After years of community organizing, the militarized training program Urban Shield has been stripped of funding and will end after next year.

The end of Urban Shield is a monumental victory and testament to a vision of Community Defense beyond policing. It also opens up a potential pool of funding from the Department of Homeland Security that we must prevent from going towards similar programs or a reconstituted Urban Shield in the future.

The pushback against Urban Shield was intense and organized. Many meetings, rallies, actions and letter writing campaigns drew attention to the violence Urban Shield perpetuates in our communities.

Pediatric Nurse Susan Abdallah decrying the Islamaphobia that undergirds Urban Shield

On March 27, CJJC, along with the Stop Urban Shield Coalition and hundreds of community members packed the Alameda County Board of Supervisors meeting to demand an end to Urban Shield, the largest SWAT training program in the world.

In response to hours of public testimony, 4 out of 5 Supervisors voted to end the program. After September’s already planned Urban Shield 2018, the program will no longer be able to train emergency responders and local law enforcement officers to observe our movements for social change, our family members with mental health issues and our Black and Brown communities as enemy combatants.

Started in 2007 by Sheriff Ahern, Urban Shield is antithetical to the type of natural disaster preparedness and Community Defense our communities need to stay safe.

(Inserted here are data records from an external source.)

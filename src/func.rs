//! Function registry and the overload-resolving call accumulator
//! (`spec.md` §4.4).
//!
//! A [`FuncRegistry`] holds one [`FuncDescriptor`] per registered name; each
//! descriptor lists one or more [`Overload`]s. A [`CallFrame`] is the
//! per-in-flight-call accumulator: it narrows the viable overload set as
//! each `Bind*` fixes a parameter slot (`spec.md` §4.4, §9: "represent as
//! an immutable table indexed by the parameter-type tuple; narrow
//! incrementally").

use crate::error::ErrorKind;
use crate::value::{ListHandle, RefName, Value, ValueKind};
use std::collections::HashMap;
use std::rc::Rc;

/// How a declared overload parameter is passed (`spec.md` §3, Function
/// descriptor).
#[derive(Debug, Clone, Copy, PartialEq, Eq)]
pub enum PassMode {
    ByValue,
    ByRef,
}

/// The declared acceptable type for a parameter; `Any` matches every
/// kind (used by functions that accept heterogeneous arguments, e.g. a
/// generic `Print`).
#[derive(Debug, Clone, PartialEq, Eq)]
pub enum ParamType {
    Any,
    Exact(ValueKindTag),
}

/// A `'static`-friendly mirror of [`ValueKind`] for use in declared
/// signatures (opaque kinds are matched by name).
#[derive(Debug, Clone, PartialEq, Eq)]
pub enum ValueKindTag {
    Bool,
    Int,
    Rat,
    Float,
    Str,
    List,
    Stream,
    Ref,
    Err,
    Opaque(&'static str),
}

impl ParamType {
    fn matches(&self, kind: &ValueKind) -> bool {
        match self {
            ParamType::Any => true,
            ParamType::Exact(tag) => tag.matches(kind),
        }
    }
}

impl ValueKindTag {
    fn matches(&self, kind: &ValueKind) -> bool {
        match (self, kind) {
            (ValueKindTag::Bool, ValueKind::Bool) => true,
            (ValueKindTag::Int, ValueKind::Int) => true,
            (ValueKindTag::Rat, ValueKind::Rat) => true,
            (ValueKindTag::Float, ValueKind::Float) => true,
            (ValueKindTag::Str, ValueKind::Str) => true,
            (ValueKindTag::List, ValueKind::List) => true,
            (ValueKindTag::Stream, ValueKind::Stream) => true,
            (ValueKindTag::Ref, ValueKind::Ref) => true,
            (ValueKindTag::Err, ValueKind::Err) => true,
            (ValueKindTag::Opaque(a), ValueKind::Opaque(b)) => a == b,
            _ => false,
        }
    }
}

/// One declared parameter of an [`Overload`].
#[derive(Debug, Clone)]
pub struct ParamSpec {
    pub name: String,
    pub type_spec: ParamType,
    pub default: Option<Value>,
    pub pass_mode: PassMode,
}

impl ParamSpec {
    pub fn new(name: impl Into<String>, type_spec: ParamType, pass_mode: PassMode) -> Self {
        Self { name: name.into(), type_spec, default: None, pass_mode }
    }

    pub fn with_default(mut self, default: Value) -> Self {
        self.default = Some(default);
        self
    }
}

/// A native handler: takes the bound, ordered parameter array (mutable so
/// by-reference parameters can be written through) and returns the call's
/// result, or `None` to signal "handler produced no value" (`spec.md`
/// §4.4: "push the return ... or an err placeholder if the handler
/// returned null").
pub type Handler = Rc<dyn Fn(&mut [Value]) -> Option<Value>>;

#[derive(Clone)]
pub struct Overload {
    pub params: Vec<ParamSpec>,
    pub handler: Handler,
}

impl std::fmt::Debug for Overload {
    fn fmt(&self, f: &mut std::fmt::Formatter<'_>) -> std::fmt::Result {
        f.debug_struct("Overload").field("params", &self.params).finish()
    }
}

/// A function name plus its declared overloads (`spec.md` §3).
#[derive(Debug, Clone)]
pub struct FuncDescriptor {
    pub name: String,
    pub overloads: Vec<Overload>,
}

/// The set of registered functions the `CALL` subsystem dispatches
/// against. Populated by the embedder via `Vm::add_function`
/// (`spec.md` §6).
#[derive(Debug, Default)]
pub struct FuncRegistry {
    functions: HashMap<String, FuncDescriptor>,
}

impl FuncRegistry {
    pub fn new() -> Self {
        Self { functions: HashMap::new() }
    }

    pub fn add_function(&mut self, descriptor: FuncDescriptor) {
        self.functions.insert(descriptor.name.clone(), descriptor);
    }

    pub fn get(&self, name: &str) -> Option<&FuncDescriptor> {
        self.functions.get(name)
    }
}

/// A key identifying which declared parameter a binding targets — by
/// position (sequential, default) or by declared name (`Bind<name>`,
/// `spec.md` §4.4).
#[derive(Debug, Clone, PartialEq, Eq)]
enum ParamKey {
    Positional(usize),
    Named(String),
}

/// One bound parameter slot: the value plus, for by-reference binding,
/// enough to write the handler's output back (`spec.md` §3, Call
/// accumulator).
#[derive(Debug, Clone)]
pub struct BoundParam {
    pub value: Option<Value>,
    pub original_ref: Option<RefName>,
    pub shadow_of: Option<(ListHandle, usize)>,
}

/// The per-in-flight-call accumulator (`spec.md` §3, §4.4).
#[derive(Debug)]
pub struct CallFrame {
    func_name: String,
    overloads: Vec<Overload>,
    bound: Vec<(ParamKey, BoundParam)>,
    next_positional: usize,
    pending_name: Option<String>,
    sticky_error: bool,
}

/// What the driver must do after `Call` finalises a by-reference
/// parameter's (possibly mutated) output slot (`spec.md` §4.4).
pub enum Writeback {
    Binding(RefName, Value),
    ListSlot(ListHandle, usize, Value),
}

impl CallFrame {
    pub fn new(func_name: &str, descriptor: &FuncDescriptor) -> Self {
        Self {
            func_name: func_name.to_string(),
            overloads: descriptor.overloads.clone(),
            bound: Vec::new(),
            next_positional: 0,
            pending_name: None,
            sticky_error: false,
        }
    }

    pub fn is_sticky(&self) -> bool {
        self.sticky_error
    }

    /// `SetCurrentParam(name)` (`spec.md` §4.4): point the cursor at a
    /// declared parameter name. Fatal if no viable overload declares it,
    /// or if viable overloads disagree on its pass-mode (ambiguous: the
    /// caller cannot know whether to keep a reference for writeback).
    pub fn set_current_param(&mut self, name: &str) -> Result<(), ErrorKind> {
        let viable = self.viable_overloads();
        let matches: Vec<&ParamSpec> =
            viable.iter().filter_map(|ov| ov.params.iter().find(|p| p.name == name)).collect();
        if matches.is_empty() {
            return Err(ErrorKind::UnknownParam { func: self.func_name.clone(), param: name.to_string() });
        }
        let first_mode = matches[0].pass_mode;
        if matches.iter().any(|p| p.pass_mode != first_mode) {
            return Err(ErrorKind::AmbiguousParam { func: self.func_name.clone(), param: name.to_string() });
        }
        self.pending_name = Some(name.to_string());
        Ok(())
    }

    /// Bind the current parameter (positional unless `set_current_param`
    /// was just called) and narrow the viable overload set.
    pub fn bind(&mut self, bound: BoundParam) {
        let key = match self.pending_name.take() {
            Some(name) => ParamKey::Named(name),
            None => {
                let k = ParamKey::Positional(self.next_positional);
                self.next_positional += 1;
                k
            }
        };
        self.bound.push((key, bound));
        if self.viable_overloads().is_empty() {
            self.sticky_error = true;
        }
    }

    /// Overloads still consistent with every binding recorded so far.
    fn viable_overloads(&self) -> Vec<&Overload> {
        self.overloads.iter().filter(|ov| self.overload_matches(ov)).collect()
    }

    fn overload_matches(&self, ov: &Overload) -> bool {
        let mut used = vec![false; ov.params.len()];
        for (key, bound) in &self.bound {
            let idx = match key {
                ParamKey::Positional(i) => *i,
                ParamKey::Named(name) => match ov.params.iter().position(|p| &p.name == name) {
                    Some(i) => i,
                    None => return false,
                },
            };
            if idx >= ov.params.len() || used[idx] {
                return false;
            }
            used[idx] = true;
            if let Some(v) = &bound.value {
                if !ov.params[idx].type_spec.matches(&v.kind()) {
                    return false;
                }
            }
        }
        true
    }

    /// `Call` (`spec.md` §4.4): finalise the call. Returns the pushed
    /// result, the writebacks the driver must perform for by-reference
    /// parameters, and — when the handler returned `None` — the
    /// [`ErrorKind::HandlerFailure`] the driver must report to the error
    /// sink before pushing the placeholder (`spec.md` §7; ground truth
    /// `GSM::CallFunction` in `original_source/sources/gsm.cc` reports
    /// before pushing `Error_Portion`).
    pub fn finalize(mut self) -> Result<(Value, Vec<Writeback>, Option<ErrorKind>), ErrorKind> {
        if self.sticky_error {
            return Err(ErrorKind::NoOverloadMatch(self.func_name.clone()));
        }
        let viable_idx: Vec<usize> =
            (0..self.overloads.len()).filter(|&i| self.overload_matches(&self.overloads[i])).collect();
        let chosen_idx = match viable_idx.as_slice() {
            [only] => *only,
            _ => return Err(ErrorKind::NoOverloadMatch(self.func_name.clone())),
        };
        let overload = self.overloads.remove(chosen_idx);

        let mut slots: Vec<Value> = Vec::with_capacity(overload.params.len());
        let mut writeback_targets: Vec<Option<(Option<RefName>, Option<(ListHandle, usize)>)>> =
            Vec::with_capacity(overload.params.len());

        for (i, param) in overload.params.iter().enumerate() {
            let bound = self.take_binding_for(i, &param.name);
            match bound {
                Some(b) => {
                    let value = match b.value {
                        Some(v) => v,
                        None => {
                            return Err(ErrorKind::MissingParam {
                                func: self.func_name.clone(),
                                param: param.name.clone(),
                            })
                        }
                    };
                    writeback_targets.push(Some((b.original_ref, b.shadow_of)));
                    slots.push(value);
                }
                None => match &param.default {
                    Some(default) => {
                        writeback_targets.push(None);
                        slots.push(default.clone());
                    }
                    None => {
                        return Err(ErrorKind::MissingParam {
                            func: self.func_name.clone(),
                            param: param.name.clone(),
                        })
                    }
                },
            }
        }

        let result = (overload.handler)(&mut slots);

        let mut writebacks = Vec::new();
        for (idx, (param, target)) in overload.params.iter().zip(writeback_targets.into_iter()).enumerate() {
            if param.pass_mode != PassMode::ByRef {
                continue;
            }
            let output = slots[idx].clone();
            match target {
                Some((Some(r), _)) => writebacks.push(Writeback::Binding(r, output)),
                Some((None, Some((list, index)))) => writebacks.push(Writeback::ListSlot(list, index, output)),
                Some((None, None)) => {
                    return Err(ErrorKind::HandlerFailure(format!(
                        "{}: by-reference parameter `{}` has no writeback target",
                        self.func_name, param.name
                    )))
                }
                None => {}
            }
        }

        let handler_error = if result.is_none() {
            Some(ErrorKind::HandlerFailure(self.func_name.clone()))
        } else {
            None
        };
        let pushed = result.unwrap_or_else(|| Value::err(ErrorKind::HandlerFailure(self.func_name.clone()).message()));
        Ok((pushed, writebacks, handler_error))
    }

    fn take_binding_for(&mut self, position: usize, name: &str) -> Option<BoundParam> {
        let found = self.bound.iter().position(|(key, _)| match key {
            ParamKey::Positional(p) => *p == position,
            ParamKey::Named(n) => n == name,
        })?;
        Some(self.bound.remove(found).1)
    }
}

In testament to the White Supremacist violence Urban Shield upholds, the program actively collaborates with ICE, Apartheid Israel, White Supremacist militias, and merchandisers selling products like Black Rifles Matter tee shirts and weapons targets in skin tone shades marketed as “brown, browner, and black.”

At a press conference before the event, Causa Justa Immigrant Rights Organizer, Lucas Solorzano spoke out on how Alameda County claims to be a Sanctuary County, but Urban Shield “is actively participating in training the very departments that are leading immigration raids in Alameda County.”

Ghost Ship Warehouse Fire survivor Nihar Bhatt spoke with outrage and disgust about how tragedies in our are communities are appropriated to justify the continuation of Urban Shield while other programs that do not depend on militarized policing are defunded.

Urban Shield has “actually stolen [the] mandate for responding to disasters, and the funding for it, from organizations that are actually far more prepared, that have been doing this for years, and that fundamentally organize around preparing people for disaster response,” said Bhatt.

We must continue our vigilance against Urban Shield 2018 and all forms of state violence against our communities, but now, we rejoice!